Aaron Alexis, the suspect in the mass shooting at the Washington Navy Yard on September 16, 2013 in Washington, D.C.

Photo by FBI via Getty Images

In the wake of the mass shooting Monday at Washington, D.C.’s Navy Yard, Ryan Broderick at BuzzFeed posted an article titled “9 Potential Mass Shootings That Were Stopped By Someone With A Personally Owned Firearm.” The piece has been wildly popular on social media, which isn’t surprising: It’s a simple, provocative piece that ostensibly validates the gun lobby’s contention that there’s an inverse relationship between private gun ownership and mass shootings. But like many simple and provocative things, the BuzzFeed story is more than a little misleading.

First of all, five of the nine “potential mass shootings” that the article mentions were thwarted not by brave private citizens but by off-duty or former police officers, two of whom were working as security personnel at the venues where the incidents took place. A sixth was stopped by an Army Reserve officer. A seventh was allegedly stopped by a certified security guard who used to work at the mall where the incident took place. (I say “allegedly” because there’s no evidence to corroborate the guard’s claim that he compelled the shooter to retreat.) These people may have been using their personally owned firearms, yes, but they also knew how to use them in dangerous situations. It’s absurd to pretend that these well-trained authority figures can be compared to untrained civilians with concealed-carry permits and guns they bought at Walmart. The former have been taught how to respond to crisis situations. The latter, generally, have not.

So that leaves two incidents out of the nine originally cited in the BuzzFeed story. In one of those two, a 2009 Virginia convenience store shooting was allegedly stopped when a heat-packing patron shot the gunman. BuzzFeed admits that the details surrounding this incident “are murky,” which is a nice way of saying that the story cannot be verified. BuzzFeed only cites secondary sources, none of which offer the patron’s name or other fact-checkable details about the Golden Market shooting. That might not be a problem for BuzzFeed, but it is for me. I don’t think we can count this.

And so, from the nine stories we started with, we’re left with one verifiable instance in which a private citizen with no military or law enforcement background and a personally owned firearm may have actually intervened in a mass shooting. In 1998 a Pennsylvania man named James Strand turned his shotgun on a teenager named Andrew Wurst, who had just shot several people at a middle school dance. Strand helped force Wurst to disarm, and then held him until police arrived. And yet Wurst had already fled the dance hall by the time Strand caught up with him. The damage was done. While Strand’s actions were heroic, it’s not clear that he stopped a mass shooting so much as he helped apprehend the suspect after the shooting was concluded.
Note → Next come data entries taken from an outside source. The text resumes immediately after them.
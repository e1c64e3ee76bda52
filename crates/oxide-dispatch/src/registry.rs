//! The route registry.

use std::collections::HashMap;
use std::fmt;
use std::sync::Arc;

use tracing::{debug, warn};

use crate::binder::{Arguments, DEFAULT_RESERVED_NAMES, ParamPlan};
use crate::error::{DispatchError, Result};
use crate::path::PathPattern;
use crate::request::Verb;

/// A shared handler: takes the bound arguments and the transport context,
/// returns an opaque result.
pub type Handler<C, R> = Arc<dyn Fn(&Arguments<'_>, &C) -> R + Send + Sync>;

/// A compiled route.
pub struct Route<C, R> {
    /// Optional route name for reverse URL lookup.
    name: Option<String>,
    /// HTTP verb.
    verb: Verb,
    /// Compiled path template.
    pattern: PathPattern,
    /// How the declared parameters are resolved.
    plan: ParamPlan,
    /// Request handler.
    handler: Handler<C, R>,
}

impl<C, R> Route<C, R> {
    /// Returns the route name, if any.
    pub fn name(&self) -> Option<&str> {
        self.name.as_deref()
    }

    /// Returns the verb.
    pub fn verb(&self) -> Verb {
        self.verb
    }

    /// Returns the compiled pattern.
    pub fn pattern(&self) -> &PathPattern {
        &self.pattern
    }

    /// Returns the parameter plan.
    pub fn plan(&self) -> &ParamPlan {
        &self.plan
    }

    /// Matches `path` and binds the declared parameters from the captures and
    /// `query`. Returns `None` if the path does not match.
    pub fn bind<'a>(
        &'a self,
        path: &'a str,
        query: &'a HashMap<String, String>,
    ) -> Option<Arguments<'a>> {
        let captures = self.pattern.captures(path)?;
        Some(self.plan.bind(self.pattern.variables(), &captures, query))
    }

    /// Calls the handler.
    pub fn invoke(&self, args: &Arguments<'_>, context: &C) -> R {
        (self.handler)(args, context)
    }
}

impl<C, R> Clone for Route<C, R> {
    fn clone(&self) -> Self {
        Self {
            name: self.name.clone(),
            verb: self.verb,
            pattern: self.pattern.clone(),
            plan: self.plan.clone(),
            handler: Arc::clone(&self.handler),
        }
    }
}

impl<C, R> fmt::Debug for Route<C, R> {
    fn fmt(&self, f: &mut fmt::Formatter<'_>) -> fmt::Result {
        f.debug_struct("Route")
            .field("name", &self.name)
            .field("verb", &self.verb)
            .field("template", &self.pattern.template())
            .field("plan", &self.plan)
            .finish_non_exhaustive()
    }
}

/// A route declaration that has not been compiled yet.
struct Declaration<C, R> {
    verb: Verb,
    template: String,
    params: Vec<String>,
    handler: Handler<C, R>,
}

/// A group of route declarations sharing a path prefix.
///
/// Declarations keep their order and are compiled when the group is added to
/// a registry.
pub struct RouteGroup<C, R> {
    /// Prefix prepended to every template in this group.
    prefix: String,
    /// Declarations in this group.
    declarations: Vec<Declaration<C, R>>,
}

impl<C, R> RouteGroup<C, R> {
    /// Creates a new route group with the given prefix.
    pub fn new(prefix: &str) -> Self {
        Self {
            prefix: prefix.to_string(),
            declarations: Vec::new(),
        }
    }

    /// Declares a route with any verb.
    #[must_use]
    pub fn route<F>(mut self, verb: Verb, template: &str, params: &[&str], handler: F) -> Self
    where
        F: Fn(&Arguments<'_>, &C) -> R + Send + Sync + 'static,
    {
        self.declarations.push(Declaration {
            verb,
            template: format!("{}{}", self.prefix, template),
            params: params.iter().map(|p| (*p).to_string()).collect(),
            handler: Arc::new(handler),
        });
        self
    }

    /// Declares a GET route.
    #[must_use]
    pub fn get<F>(self, template: &str, params: &[&str], handler: F) -> Self
    where
        F: Fn(&Arguments<'_>, &C) -> R + Send + Sync + 'static,
    {
        self.route(Verb::Get, template, params, handler)
    }

    /// Declares a POST route.
    #[must_use]
    pub fn post<F>(self, template: &str, params: &[&str], handler: F) -> Self
    where
        F: Fn(&Arguments<'_>, &C) -> R + Send + Sync + 'static,
    {
        self.route(Verb::Post, template, params, handler)
    }

    /// Declares a DELETE route.
    #[must_use]
    pub fn delete<F>(self, template: &str, params: &[&str], handler: F) -> Self
    where
        F: Fn(&Arguments<'_>, &C) -> R + Send + Sync + 'static,
    {
        self.route(Verb::Delete, template, params, handler)
    }

    /// Returns the number of declarations.
    pub fn len(&self) -> usize {
        self.declarations.len()
    }

    /// Returns true if the group declares nothing.
    pub fn is_empty(&self) -> bool {
        self.declarations.is_empty()
    }
}

/// The ordered table of compiled routes.
///
/// Routes are kept in registration order and never merged or reordered.
/// Once [`finalize`](Self::finalize) has been called the registry rejects
/// further registrations and is read-only.
pub struct RouteRegistry<C, R> {
    /// Registered routes, in declaration order.
    routes: Vec<Route<C, R>>,
    /// Named routes, by index into `routes`.
    names: HashMap<String, usize>,
    /// Declared parameter names that designate the transport context.
    reserved: Vec<String>,
    frozen: bool,
}

impl<C, R> Default for RouteRegistry<C, R> {
    fn default() -> Self {
        Self::new()
    }
}

impl<C, R> RouteRegistry<C, R> {
    /// Creates an empty registry with the default reserved names.
    pub fn new() -> Self {
        Self {
            routes: Vec::new(),
            names: HashMap::new(),
            reserved: DEFAULT_RESERVED_NAMES.iter().map(|s| (*s).to_string()).collect(),
            frozen: false,
        }
    }

    /// Replaces the reserved context parameter names.
    ///
    /// Only affects routes registered afterwards.
    #[must_use]
    pub fn reserved_names(mut self, names: &[&str]) -> Self {
        self.reserved = names.iter().map(|s| (*s).to_string()).collect();
        self
    }

    /// Registers a route.
    ///
    /// `params` is the handler's declared parameter list, in order.
    ///
    /// # Errors
    ///
    /// Returns [`DispatchError::RegistryFrozen`] after [`finalize`](Self::finalize)
    /// and [`DispatchError::InvalidPattern`] if the template cannot be
    /// compiled.
    pub fn register<F>(
        &mut self,
        verb: Verb,
        template: &str,
        params: &[&str],
        handler: F,
    ) -> Result<&mut Self>
    where
        F: Fn(&Arguments<'_>, &C) -> R + Send + Sync + 'static,
    {
        self.push(None, verb, template, params, Arc::new(handler))?;
        Ok(self)
    }

    /// Registers a named route, reachable through [`url_for`](Self::url_for).
    ///
    /// # Errors
    ///
    /// As [`register`](Self::register), plus
    /// [`DispatchError::DuplicateRouteName`] if the name is taken.
    pub fn register_named<F>(
        &mut self,
        name: &str,
        verb: Verb,
        template: &str,
        params: &[&str],
        handler: F,
    ) -> Result<&mut Self>
    where
        F: Fn(&Arguments<'_>, &C) -> R + Send + Sync + 'static,
    {
        self.push(Some(name.to_string()), verb, template, params, Arc::new(handler))?;
        Ok(self)
    }

    /// Registers a GET route.
    ///
    /// # Errors
    ///
    /// See [`register`](Self::register).
    pub fn get<F>(&mut self, template: &str, params: &[&str], handler: F) -> Result<&mut Self>
    where
        F: Fn(&Arguments<'_>, &C) -> R + Send + Sync + 'static,
    {
        self.register(Verb::Get, template, params, handler)
    }

    /// Registers a POST route.
    ///
    /// # Errors
    ///
    /// See [`register`](Self::register).
    pub fn post<F>(&mut self, template: &str, params: &[&str], handler: F) -> Result<&mut Self>
    where
        F: Fn(&Arguments<'_>, &C) -> R + Send + Sync + 'static,
    {
        self.register(Verb::Post, template, params, handler)
    }

    /// Registers a PUT route.
    ///
    /// # Errors
    ///
    /// See [`register`](Self::register).
    pub fn put<F>(&mut self, template: &str, params: &[&str], handler: F) -> Result<&mut Self>
    where
        F: Fn(&Arguments<'_>, &C) -> R + Send + Sync + 'static,
    {
        self.register(Verb::Put, template, params, handler)
    }

    /// Registers a PATCH route.
    ///
    /// # Errors
    ///
    /// See [`register`](Self::register).
    pub fn patch<F>(&mut self, template: &str, params: &[&str], handler: F) -> Result<&mut Self>
    where
        F: Fn(&Arguments<'_>, &C) -> R + Send + Sync + 'static,
    {
        self.register(Verb::Patch, template, params, handler)
    }

    /// Registers a DELETE route.
    ///
    /// # Errors
    ///
    /// See [`register`](Self::register).
    pub fn delete<F>(&mut self, template: &str, params: &[&str], handler: F) -> Result<&mut Self>
    where
        F: Fn(&Arguments<'_>, &C) -> R + Send + Sync + 'static,
    {
        self.register(Verb::Delete, template, params, handler)
    }

    /// Registers every declaration of a group, in order.
    ///
    /// # Errors
    ///
    /// Stops at the first declaration that fails to register; the ones
    /// before it stay registered.
    pub fn group(&mut self, group: RouteGroup<C, R>) -> Result<&mut Self> {
        for decl in group.declarations {
            self.push(None, decl.verb, &decl.template, &decl.params, decl.handler)?;
        }
        Ok(self)
    }

    /// Freezes the registry. Later registrations fail.
    pub fn finalize(&mut self) {
        if !self.frozen {
            debug!(routes = self.routes.len(), "route registry finalized");
        }
        self.frozen = true;
    }

    /// Returns true once [`finalize`](Self::finalize) has been called.
    pub fn is_frozen(&self) -> bool {
        self.frozen
    }

    /// Returns the routes in registration order.
    pub fn routes(&self) -> &[Route<C, R>] {
        &self.routes
    }

    /// Returns the number of registered routes.
    pub fn len(&self) -> usize {
        self.routes.len()
    }

    /// Returns true if no route is registered.
    pub fn is_empty(&self) -> bool {
        self.routes.is_empty()
    }

    /// Returns the named route.
    pub fn route_named(&self, name: &str) -> Option<&Route<C, R>> {
        self.names.get(name).and_then(|&i| self.routes.get(i))
    }

    /// Generates a path for a named route.
    pub fn url_for(&self, name: &str, values: &HashMap<String, String>) -> Option<String> {
        self.route_named(name).and_then(|r| r.pattern.reverse(values))
    }

    fn push<S: AsRef<str>>(
        &mut self,
        name: Option<String>,
        verb: Verb,
        template: &str,
        params: &[S],
        handler: Handler<C, R>,
    ) -> Result<()> {
        if self.frozen {
            return Err(DispatchError::RegistryFrozen {
                template: template.to_string(),
            });
        }
        if let Some(name) = &name {
            if self.names.contains_key(name) {
                return Err(DispatchError::DuplicateRouteName(name.clone()));
            }
        }

        let pattern = PathPattern::compile(template)?;
        let variables = pattern.variables();
        for (i, variable) in variables.iter().enumerate() {
            if variables[..i].contains(variable) {
                warn!(template, variable = %variable, "duplicate path variable name");
            }
        }
        let plan = ParamPlan::new(params, variables, &self.reserved);

        debug!(
            verb = %verb,
            template,
            variables = ?variables,
            params = plan.len(),
            "registered route"
        );

        if let Some(name) = &name {
            self.names.insert(name.clone(), self.routes.len());
        }
        self.routes.push(Route {
            name,
            verb,
            pattern,
            plan,
            handler,
        });
        Ok(())
    }
}

impl<C, R> fmt::Debug for RouteRegistry<C, R> {
    fn fmt(&self, f: &mut fmt::Formatter<'_>) -> fmt::Result {
        f.debug_struct("RouteRegistry")
            .field("routes", &self.routes)
            .field("reserved", &self.reserved)
            .field("frozen", &self.frozen)
            .finish_non_exhaustive()
    }
}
The same is true for at least two other incidents that BuzzFeed cites: the 1997 Pearl High School shooting, in which Army Reserve commander Joel Myrick apprehended the teen shooter after he had already left the high school, and the 2002 Appalachian School of Law shooting, in which—according to Mother Jones—two current and former law enforcement officers only intervened to stop the shooter after he had already run out of ammunition. Again: These were heroic actions. But you can’t really say for sure that they “stopped” anything.

The fact is that untrained private citizens do not generally intervene in potential mass shootings. There are very few verifiable stories of gun-toting civilians inserting themselves in these sorts of situations. (And, just in case you were wondering, there is little evidence to support the contention that mass shooters deliberately target gun-free environments.) This is probably a good thing. Federal agencies encourage civilians who find themselves in “active shooter” situations to hide, or run away, or do almost anything beside fight back, because when they do intervene, they can end up dead. In 2005 a Tacoma man named Brendan McKown drew his own gun on a man who was shooting up a shopping mall; McKown was shot and went into a coma. Also in 2005 a man named Mark Wilson was shot and killed when he tried to intervene in a courthouse shooting in Tyler, Texas.

As Slate’s Forrest Wickman wrote last year, academic researchers disagree about whether an increased number of private gun owners might help deter mass shootings. One 1999 study found that permissive concealed-carry laws “reduce both the number of [multiple victim] shootings as well as their severity”; but a 2009 literature review found that there wasn’t enough evidence to prove that those sorts of concealed-carry laws actually worked “as a public health intervention to reduce violent crime.” I don’t feel qualified to argue the point one way or another. I do, however, feel qualified to say that the BuzzFeed article proves nothing other than the ease with which distortions and oversimplifications can spread via online media when guns are the topic at hand.